What the task requires: Using the listing, work out the number of lines where "since" shows up, and answer with that number alone.

Records:
Segment Open
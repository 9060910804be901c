use crate::core::classifier::eligibility_for;
use crate::core::normalizer::{role_from_name, Normalizer};
use crate::domain::model::{
    DancerSummary, Dataset, Division, DivisionProgression, EventAggregate, EventOccurrence,
    FlatPlacement, Harvest, RisingStar, RisingStarDivision, RisingStarRole, Role, YearCount,
};
use crate::utils::error::Result;
use chrono::{Datelike, Days, NaiveDate, NaiveDateTime, TimeDelta};
use std::collections::BTreeMap;

pub const DEFAULT_RISING_STAR_WINDOW_DAYS: i64 = 90;
pub const DEFAULT_RISING_STAR_COUNT: usize = 5;

/// 依活動編號合併出現過的日期
#[derive(Debug, Clone, Default)]
pub struct EventCatalog {
    events: BTreeMap<u64, EventAggregate>,
}

impl EventCatalog {
    pub fn new() -> Self {
        Self::default()
    }

    /// 日期去重並由新到舊排列；最新日期的那筆決定名稱、地點與網址
    pub fn merge(&mut self, occurrences: &[EventOccurrence]) {
        for occurrence in occurrences {
            let aggregate = self
                .events
                .entry(occurrence.id)
                .or_insert_with(|| EventAggregate {
                    id: occurrence.id,
                    name: occurrence.name.clone(),
                    location: occurrence.location.clone(),
                    url: occurrence.url.clone(),
                    dates: Vec::new(),
                });

            if !aggregate.dates.contains(&occurrence.date) {
                aggregate.dates.push(occurrence.date);
                aggregate.dates.sort_unstable_by(|a, b| b.cmp(a));
            }

            if aggregate.dates.first() == Some(&occurrence.date) {
                aggregate.name.clone_from(&occurrence.name);
                aggregate.location.clone_from(&occurrence.location);
                aggregate.url.clone_from(&occurrence.url);
            }
        }
    }

    pub fn len(&self) -> usize {
        self.events.len()
    }

    pub fn is_empty(&self) -> bool {
        self.events.is_empty()
    }

    /// 依編號由大到小
    pub fn into_sorted(self) -> Vec<EventAggregate> {
        self.events.into_values().rev().collect()
    }
}

/// 第一次出賽的年份統計，鍵為 `'YY`
pub fn new_dancers_over_time(earliest_dates: impl IntoIterator<Item = NaiveDate>) -> Vec<YearCount> {
    let mut by_year: BTreeMap<i32, u32> = BTreeMap::new();
    for date in earliest_dates {
        *by_year.entry(date.year()).or_default() += 1;
    }
    by_year
        .into_iter()
        .map(|(year, value)| YearCount {
            key: format!("'{:02}", year.rem_euclid(100)),
            value,
        })
        .collect()
}

fn first_of_month(date: NaiveDate) -> NaiveDate {
    date - Days::new(u64::from(date.day0()))
}

/// 本月一日往前推 `window_days` 天，再取該月一日
pub fn rising_star_start(today: NaiveDate, window_days: i64) -> NaiveDate {
    first_of_month(first_of_month(today) - TimeDelta::days(window_days))
}

/// 每個 (分級, 角色) 近期得分最高的前 `count` 名。
/// 分級依代碼由大到小，角色由小到大；同分時編號小者在前
pub fn rising_stars(
    dancers: &[DancerSummary],
    since: NaiveDate,
    count: usize,
) -> Vec<RisingStarDivision> {
    let mut totals: BTreeMap<Division, BTreeMap<Role, BTreeMap<u64, u32>>> = BTreeMap::new();
    for dancer in dancers {
        for placement in dancer.placements.iter().filter(|p| p.date >= since) {
            *totals
                .entry(placement.division)
                .or_default()
                .entry(placement.role)
                .or_default()
                .entry(dancer.id)
                .or_default() += placement.points;
        }
    }

    let mut divisions: Vec<RisingStarDivision> = totals
        .into_iter()
        .map(|(division, roles)| {
            let mut roles: Vec<RisingStarRole> = roles
                .into_iter()
                .map(|(role, by_dancer)| {
                    let mut ranked: Vec<RisingStar> = by_dancer
                        .into_iter()
                        .map(|(wscdid, points)| RisingStar { points, wscdid })
                        .collect();
                    ranked.sort_by(|a, b| b.points.cmp(&a.points).then(a.wscdid.cmp(&b.wscdid)));
                    ranked.truncate(count);
                    RisingStarRole {
                        role,
                        dancers: ranked,
                    }
                })
                .collect();
            roles.sort_by_key(|r| r.role.code());
            RisingStarDivision { division, roles }
        })
        .collect();
    divisions.sort_by_key(|d| std::cmp::Reverse(d.division.code()));
    divisions
}

/// 主要角色在相鄰技術分級之間第一次出賽相隔的天數，記在較低的分級下
pub fn division_progression(dancers: &[DancerSummary]) -> DivisionProgression {
    let ladder = Division::SKILL_PROGRESSION;
    let mut gaps: BTreeMap<Division, Vec<i64>> = BTreeMap::new();

    for dancer in dancers {
        let mut earliest: BTreeMap<Division, NaiveDate> = BTreeMap::new();
        for placement in dancer
            .placements
            .iter()
            .filter(|p| p.role == dancer.primary_role)
        {
            earliest
                .entry(placement.division)
                .and_modify(|d| *d = (*d).min(placement.date))
                .or_insert(placement.date);
        }

        for pair in ladder.windows(2) {
            if let (Some(from), Some(to)) = (earliest.get(&pair[0]), earliest.get(&pair[1])) {
                gaps.entry(pair[0])
                    .or_default()
                    .push((*to - *from).num_days().abs());
            }
        }
    }

    let lower = &ladder[..ladder.len() - 1];
    DivisionProgression {
        labels: lower.iter().map(|d| d.name().to_string()).collect(),
        data: lower
            .iter()
            .map(|d| gaps.remove(d).unwrap_or_default())
            .collect(),
    }
}

/// 由快取中的原始紀錄組出最終資料集
pub struct DatasetBuilder {
    normalizer: Normalizer,
    generated_at: NaiveDateTime,
    rising_star_window_days: i64,
    rising_star_count: usize,
}

impl DatasetBuilder {
    pub fn new(normalizer: Normalizer, generated_at: NaiveDateTime) -> Self {
        Self {
            normalizer,
            generated_at,
            rising_star_window_days: DEFAULT_RISING_STAR_WINDOW_DAYS,
            rising_star_count: DEFAULT_RISING_STAR_COUNT,
        }
    }

    pub fn with_rising_stars(mut self, window_days: i64, count: usize) -> Self {
        self.rising_star_window_days = window_days;
        self.rising_star_count = count;
        self
    }

    pub fn build(&self, harvest: Harvest) -> Result<Dataset> {
        let mut dancers = Vec::new();
        let mut catalog = EventCatalog::new();
        let mut earliest_dates = Vec::new();

        for record in harvest.dancers.values() {
            let leader = self
                .normalizer
                .normalize(record.id, record.leader.placements.as_ref())?;
            let follower = self
                .normalizer
                .normalize(record.id, record.follower.placements.as_ref())?;

            let earliest = match (leader.earliest_date, follower.earliest_date) {
                (Some(a), Some(b)) => Some(a.min(b)),
                (a, b) => a.or(b),
            };
            earliest_dates.extend(earliest);

            let primary_role = role_from_name(&record.dominant_role)?;

            let mut placements: Vec<FlatPlacement> = leader
                .placements
                .into_iter()
                .chain(follower.placements)
                .collect();
            if placements.is_empty() {
                continue;
            }
            placements.sort_by(|a, b| b.date.cmp(&a.date));

            let divisions = eligibility_for(primary_role, &placements);
            catalog.merge(&leader.events);
            catalog.merge(&follower.events);

            dancers.push(DancerSummary {
                id: record.id,
                primary_role,
                name: record.display_name(),
                placements,
                divisions,
            });
        }

        dancers.sort_by(|a, b| b.id.cmp(&a.id));
        let events = catalog.into_sorted();

        let since = rising_star_start(self.generated_at.date(), self.rising_star_window_days);
        let top_dancers = rising_stars(&dancers, since, self.rising_star_count);
        let progression = division_progression(&dancers);

        tracing::info!(
            "🧮 Assembled {} dancers and {} events from {} cached records",
            dancers.len(),
            events.len(),
            harvest.dancers.len()
        );

        Ok(Dataset {
            last_updated: self.generated_at.format("%Y-%m-%dT%H:%M:%S%.6f").to_string(),
            roles: Role::ALL
                .iter()
                .map(|r| (r.code(), r.name().to_string()))
                .collect(),
            divisions: Division::ALL
                .iter()
                .map(|d| (d.code(), d.name().to_string()))
                .collect(),
            ordered_skill_divisions: Division::SKILL_PROGRESSION.to_vec(),
            dancers_count: dancers.len(),
            dancers,
            events_count: events.len(),
            events,
            top_dancers_by_points_gained_recently: top_dancers,
            upcoming_events: harvest.upcoming_events,
            new_dancers_over_time: new_dancers_over_time(earliest_dates),
            division_progression: progression,
        })
    }
}
/*
    This module removes useless symbols from grammars
*/

use std::collections::HashSet;

use crate::grammar::*;

// Symbols with no rules of their own are terminals here, whatever their variant
fn is_expandable(grammar: &Grammar, symbol: &Symbol) -> bool {
    grammar.nonterminals().contains(symbol)
}

fn derives_from(grammar: &Grammar, alternative: &Alternative, allowed: &HashSet<&Symbol>) -> bool {
    alternative.iter().all(|symbol| !is_expandable(grammar, symbol) || allowed.contains(symbol))
}

// Nonterminals that derive at least one string of terminals
fn generating_symbols(grammar: &Grammar) -> HashSet<&Symbol> {
    let mut generating = HashSet::new();

    loop {
        let found: Vec<&Symbol> = grammar.rules()
            .filter(|(head, _)| !generating.contains(head))
            .filter(|(_, rewrite)| rewrite.iter().any(|alternative| derives_from(grammar, alternative, &generating)))
            .map(|(head, _)| head)
            .collect();

        if found.is_empty() {
            return generating;
        }
        generating.extend(found);
    }
}

// Nonterminals the axiom can reach through rules made of generating symbols
fn reachable_symbols<'a>(grammar: &'a Grammar, generating: &HashSet<&Symbol>) -> HashSet<&'a Symbol> {
    let mut reachable = HashSet::new();
    let mut pending: Vec<&Symbol> = grammar.axiom()
        .filter(|axiom| generating.contains(axiom))
        .into_iter()
        .collect();

    while let Some(head) = pending.pop() {
        if !reachable.insert(head) {
            continue;
        }

        let Some(rewrite) = grammar.rewrite(head) else {
            continue;
        };
        for alternative in rewrite.iter().filter(|alternative| derives_from(grammar, alternative, generating)) {
            pending.extend(alternative.iter().filter(|symbol| is_expandable(grammar, symbol)));
        }
    }

    reachable
}

// Builds a copy of `grammar` without the nonterminals that derive no string
// of terminals and those the axiom cannot reach, along with every rule that
// mentions them. The axiom is kept even when it generates nothing.
pub fn reduce(grammar: &Grammar) -> Grammar {
    let generating = generating_symbols(grammar);
    let reachable = reachable_symbols(grammar, &generating);

    let mut reduced = Grammar::new();
    if let Some(axiom) = grammar.axiom() {
        reduced.set_axiom(axiom.clone());
    }

    for (head, rewrite) in grammar.rules().filter(|(head, _)| reachable.contains(head)) {
        for alternative in rewrite.iter().filter(|alternative| derives_from(grammar, alternative, &generating)) {
            reduced.add_rule(head.clone(), alternative.clone());
        }
    }

    reduced
}
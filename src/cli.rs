use std::path::PathBuf;

use clap::Parser;

use crate::grammar::Symbol;
use crate::parser::is_nonterminal_token;

#[derive(Parser)]
#[command(version, about)]
pub struct Cli {
    /// File containing the grammar
    pub file: PathBuf,

    /// Start symbol, written `<name>` (default: first in the file)
    #[arg(short, long, value_name = "SYMBOL", value_parser = parse_start)]
    pub start: Option<Symbol>,

    /// Remove nonterminals that derive nothing or cannot be reached
    #[arg(short, long)]
    pub reduce: bool,

    /// Generate this many sentences instead of printing the grammar
    #[arg(short = 'n', long, value_name = "AMOUNT")]
    pub amount: Option<u32>
}

fn parse_start(token: &str) -> Result<Symbol, String> {
    if is_nonterminal_token(token) {
        Ok(Symbol::Nonterminal(token.to_string()))
    } else {
        Err(format!("`{}` is not a nonterminal, write it as `<name>`", token))
    }
}
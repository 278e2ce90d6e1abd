/*
    This module parses extended BNF files
*/

mod desugar;
mod lexer;
mod productions;
mod resolver;
mod verifier;

use std::fs;
use std::path::Path;

use crate::grammar::*;
use crate::error_handling::*;
use itertools::Itertools;
use lexer::Token;
use productions::RawProduction;
use resolver::Session;
use thiserror::Error;

pub use resolver::is_nonterminal_token;

#[derive(Debug, Error)]
pub enum CompileErrorType {
    // A production has no `::=`
    #[error("Expected `::=` in `{0}`")]
    MissingSeparator(String),
    // Something other than a single nonterminal is being defined
    #[error("Expected a single nonterminal before `::=`, found `{0}`")]
    MalformedHead(String),
    // A `<` without its `>`
    #[error("Unclosed nonterminal `{0}`")]
    UnclosedNonterminal(String),
    // A quoted terminal without its closing quote
    #[error("Unmatched quote in `{0}`")]
    UnmatchedQuote(String),
    // A `*` or `+` with nothing before it
    #[error("Repetition operator `{0}` has nothing to repeat")]
    DanglingOperator(char),
    // There was an issue with reading a file
    #[error("File error: {0}")]
    FileError(std::io::Error),
}

impl ErrorType for CompileErrorType {}

impl PartialEq for CompileErrorType {
    fn eq(&self, other: &Self) -> bool {
        match (self, other) {
            (CompileErrorType::MissingSeparator(a), CompileErrorType::MissingSeparator(b)) => a == b,
            (CompileErrorType::MalformedHead(a), CompileErrorType::MalformedHead(b)) => a == b,
            (CompileErrorType::UnclosedNonterminal(a), CompileErrorType::UnclosedNonterminal(b)) => a == b,
            (CompileErrorType::UnmatchedQuote(a), CompileErrorType::UnmatchedQuote(b)) => a == b,
            (CompileErrorType::DanglingOperator(a), CompileErrorType::DanglingOperator(b)) => a == b,
            (CompileErrorType::FileError(a), CompileErrorType::FileError(b)) => a.kind() == b.kind(),
            _ => false
        }
    }
}

#[derive(Debug, PartialEq, Error)]
pub enum CompileWarningType {
    #[error("The rule `{0}` is duplicated, it will be considered once")]
    DuplicateRule(DuplicateRule),
    #[error("`{0}` is never defined, it is treated as a terminal")]
    UndefinedNonterminal(String),
}

impl ErrorType for CompileWarningType {
    const COLOUR: u8 = 33;
}

pub type CompileError = Error<CompileErrorType>;
pub type CompileErrors = Errors<CompileErrorType>;
pub type CompileWarning = Error<CompileWarningType>;
pub type CompileWarnings = Errors<CompileWarningType>;

fn io_error(error: std::io::Error, file: &Path) -> CompileError {
    CompileError {
        location: Location::file(file.to_path_buf()),
        error: CompileErrorType::FileError(error)
    }
}

pub type Result<T> = std::result::Result<T, CompileErrorType>;
pub type LineResult<T> = std::result::Result<T, CompileError>;
pub type FileResult<T> = std::result::Result<T, CompileErrors>;

// A production with its head checked and its alternatives lexed
#[derive(PartialEq, Debug)]
struct Production {
    head: String,
    alternatives: Vec<Vec<Token>>,
    location: Location
}

#[derive(Debug)]
pub struct ParsedGrammar {
    pub grammar: Grammar,
    pub warnings: CompileWarnings
}

fn parse_head(head: &str) -> Result<String> {
    match lexer::lex_alternative(head)?.as_slice() {
        [Token::Nonterminal(name)] if resolver::is_nonterminal_token(name) => Ok(name.clone()),
        _ => Err(CompileErrorType::MalformedHead(head.to_string()))
    }
}

fn lex_rewrite(alternative: &str) -> Result<Vec<Token>> {
    // ε has to be caught here, the lexer would make it a terminal
    if alternative == EPSILON {
        Ok(Vec::new())
    } else {
        lexer::lex_alternative(alternative)
    }
}

fn lex_production(raw: &RawProduction, location: Location) -> LineResult<Production> {
    raw.split()
        .and_then(|(head, alternatives)| {
            let head = parse_head(head)?;
            let alternatives: Vec<Vec<Token>> = alternatives.into_iter().map(lex_rewrite).collect::<Result<_>>()?;
            Ok((head, alternatives))
        })
        .map(|(head, alternatives)| Production {
            head,
            alternatives,
            location: location.clone()
        })
        .map_err(|error| CompileError { location, error })
}

fn grammar_from_productions(productions: &[Production]) -> FileResult<ParsedGrammar> {
    let mut session = Session::new();

    // Intern every written nonterminal before any name is minted so that a
    // repetition can never be named like a user symbol
    for production in productions {
        session.resolve(&production.head);
        for token in production.alternatives.iter().flatten() {
            if let Token::Nonterminal(name) = token {
                session.resolve(name);
            }
        }
    }

    let mut grammar = Grammar::new();
    let mut warnings = Vec::new();
    let mut errors = Vec::new();

    for production in productions {
        let head = session.resolve(&production.head);

        // Set before desugaring, otherwise the first minted nonterminal would
        // become the axiom
        if grammar.axiom().is_none() {
            grammar.set_axiom(head.clone());
        }

        for tokens in &production.alternatives {
            match desugar::desugar(tokens, &mut session, &mut grammar) {
                Ok(alternative) => {
                    if let Some(duplicate) = grammar.add_rule(head.clone(), alternative) {
                        warnings.push(CompileWarning {
                            location: production.location.clone(),
                            error: CompileWarningType::DuplicateRule(duplicate)
                        });
                    }
                }
                Err(error) => errors.push(CompileError {
                    location: production.location.clone(),
                    error
                })
            }
        }
    }

    if !errors.is_empty() {
        return Err(errors);
    }

    warnings.extend(verifier::verify_rules(productions, &grammar));

    Ok(ParsedGrammar { grammar, warnings })
}

// `path` is only used to locate errors
pub fn parse_str(source: &str, path: &Path) -> FileResult<ParsedGrammar> {
    let (productions, errors): (Vec<_>, Vec<_>) = productions::split_productions(source)
        .iter()
        .map(|raw| lex_production(raw, Location {
            file: path.to_path_buf(),
            line: raw.line
        }))
        .partition_result();

    let parsed = grammar_from_productions(&productions);
    if errors.is_empty() {
        return parsed;
    }

    // The productions that lexed are still desugared so that their errors
    // are reported along with the others
    let mut errors: CompileErrors = errors;
    if let Err(desugar_errors) = parsed {
        errors.extend(desugar_errors);
        errors.sort_by_key(|error| error.location.line);
    }

    Err(errors)
}

pub fn parse_file(path: &Path) -> FileResult<ParsedGrammar> {
    let source = fs::read_to_string(path).map_err(|e| vec![io_error(e, path)])?;
    parse_str(&source, path)
}
use super::{CompileErrorType, Result};

pub const SEPARATOR: &str = "::=";
pub const ALTERNATION: &str = "|";
pub const QUOTE: char = '"';
pub const ESCAPE: char = '\\';
const COMMENT_MARKERS: [&str; 2] = ["//", "#"];

// Byte offsets where `pattern` starts outside of a quoted terminal. An
// escaped quote outside a terminal does not open one
fn unquoted_matches<'a>(text: &'a str, pattern: &'a str) -> impl Iterator<Item = usize> + 'a {
    let mut quoted = false;

    text.char_indices().filter_map(move |(i, c)| {
        if c == QUOTE {
            quoted = !quoted && !text[..i].ends_with(ESCAPE);
            return None;
        }
        (!quoted && text[i..].starts_with(pattern)).then_some(i)
    })
}

fn unquoted_find(text: &str, pattern: &str) -> Option<usize> {
    unquoted_matches(text, pattern).next()
}

fn unquoted_split<'a>(text: &'a str, pattern: &'a str) -> Vec<&'a str> {
    let mut parts = Vec::new();
    let mut start = 0;

    for i in unquoted_matches(text, pattern) {
        parts.push(&text[start..i]);
        start = i + pattern.len();
    }
    parts.push(&text[start..]);

    parts
}

// A production as written in the source, continuation lines joined
#[derive(PartialEq, Debug)]
pub struct RawProduction {
    pub text: String,
    // Line the production starts on, counting from 1
    pub line: usize
}

impl RawProduction {
    // Splits into the head text and the trimmed alternatives
    pub fn split(&self) -> Result<(&str, Vec<&str>)> {
        let at = unquoted_find(&self.text, SEPARATOR)
            .ok_or_else(|| CompileErrorType::MissingSeparator(self.text.clone()))?;
        let (head, rewrite) = (&self.text[..at], &self.text[at + SEPARATOR.len()..]);

        let alternatives = unquoted_split(rewrite, ALTERNATION).into_iter().map(str::trim).collect();

        Ok((head.trim(), alternatives))
    }
}

pub fn strip_comment(line: &str) -> &str {
    let end = COMMENT_MARKERS.iter()
        .filter_map(|marker| unquoted_find(line, marker))
        .min()
        .unwrap_or(line.len());

    &line[..end]
}

pub fn split_productions(source: &str) -> Vec<RawProduction> {
    let mut productions: Vec<RawProduction> = Vec::new();

    for (num, line) in source.lines().enumerate() {
        let line = strip_comment(line).trim();
        if line.is_empty() {
            continue;
        }

        if unquoted_find(line, SEPARATOR).is_none() {
            if let Some(current) = productions.last_mut() {
                current.text.push(' ');
                current.text.push_str(line);
                continue;
            }
        }

        // A new production, or text before the first one which will fail
        // when split
        productions.push(RawProduction {
            text: line.to_string(),
            line: num + 1
        });
    }

    productions
}

#[cfg(test)]
mod tests {
    use std::iter::zip;

    use super::*;

    fn raw(text: &str, line: usize) -> RawProduction {
        RawProduction {
            text: text.to_string(),
            line
        }
    }

    #[test]
    fn strip_comments() {
        let lines = vec![
            "<a> ::= x # comment",
            "<a> ::= x // comment",
            "<a> ::= x // one # two",
            "<a> ::= x # one // two",
            "# whole line",
            "<a> ::= x",
            "<a> ::= \"#\" \"//\" # comment"
        ];
        let answers = vec![
            "<a> ::= x ",
            "<a> ::= x ",
            "<a> ::= x ",
            "<a> ::= x ",
            "",
            "<a> ::= x",
            "<a> ::= \"#\" \"//\" "
        ];

        for (line, answer) in zip(lines, answers) {
            assert_eq!(strip_comment(line), answer);
        }
    }

    #[test]
    fn join_continuation_lines() {
        let source = "\
<expr> ::= <term>
    | <expr> - <term>   # subtraction

// numbers
<term> ::= 1
";
        assert_eq!(split_productions(source), vec![
            raw("<expr> ::= <term> | <expr> - <term>", 1),
            raw("<term> ::= 1", 5)
        ]);
    }

    #[test]
    fn text_before_first_production() {
        let productions = split_productions("stray text\n<a> ::= x");
        assert_eq!(productions, vec![
            raw("stray text", 1),
            raw("<a> ::= x", 2)
        ]);
        assert_eq!(
            productions[0].split(),
            Err(CompileErrorType::MissingSeparator("stray text".to_string()))
        );
    }

    #[test]
    fn split_normal_production() {
        let production = raw("<a> ::= x <b> |  ε | y ::= z", 1);
        assert_eq!(production.split().unwrap(), ("<a>", vec!["x <b>", "ε", "y ::= z"]));
    }

    #[test]
    fn split_skips_quoted_text() {
        let production = raw("<a> ::= \"|\" | \"::=\" x | \\\" | y", 1);
        assert_eq!(production.split().unwrap(), ("<a>", vec!["\"|\"", "\"::=\" x", "\\\"", "y"]));
    }

    #[test]
    fn quoted_separator_is_a_continuation() {
        let source = "<op> ::= \"+\"\n    | \"::=\"";
        assert_eq!(split_productions(source), vec![raw("<op> ::= \"+\" | \"::=\"", 1)]);
    }

    #[test]
    fn split_empty_rewrite() {
        let production = raw("<a> ::=", 1);
        assert_eq!(production.split().unwrap(), ("<a>", vec![""]));
    }
}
Segment Closed
Problem solution: 4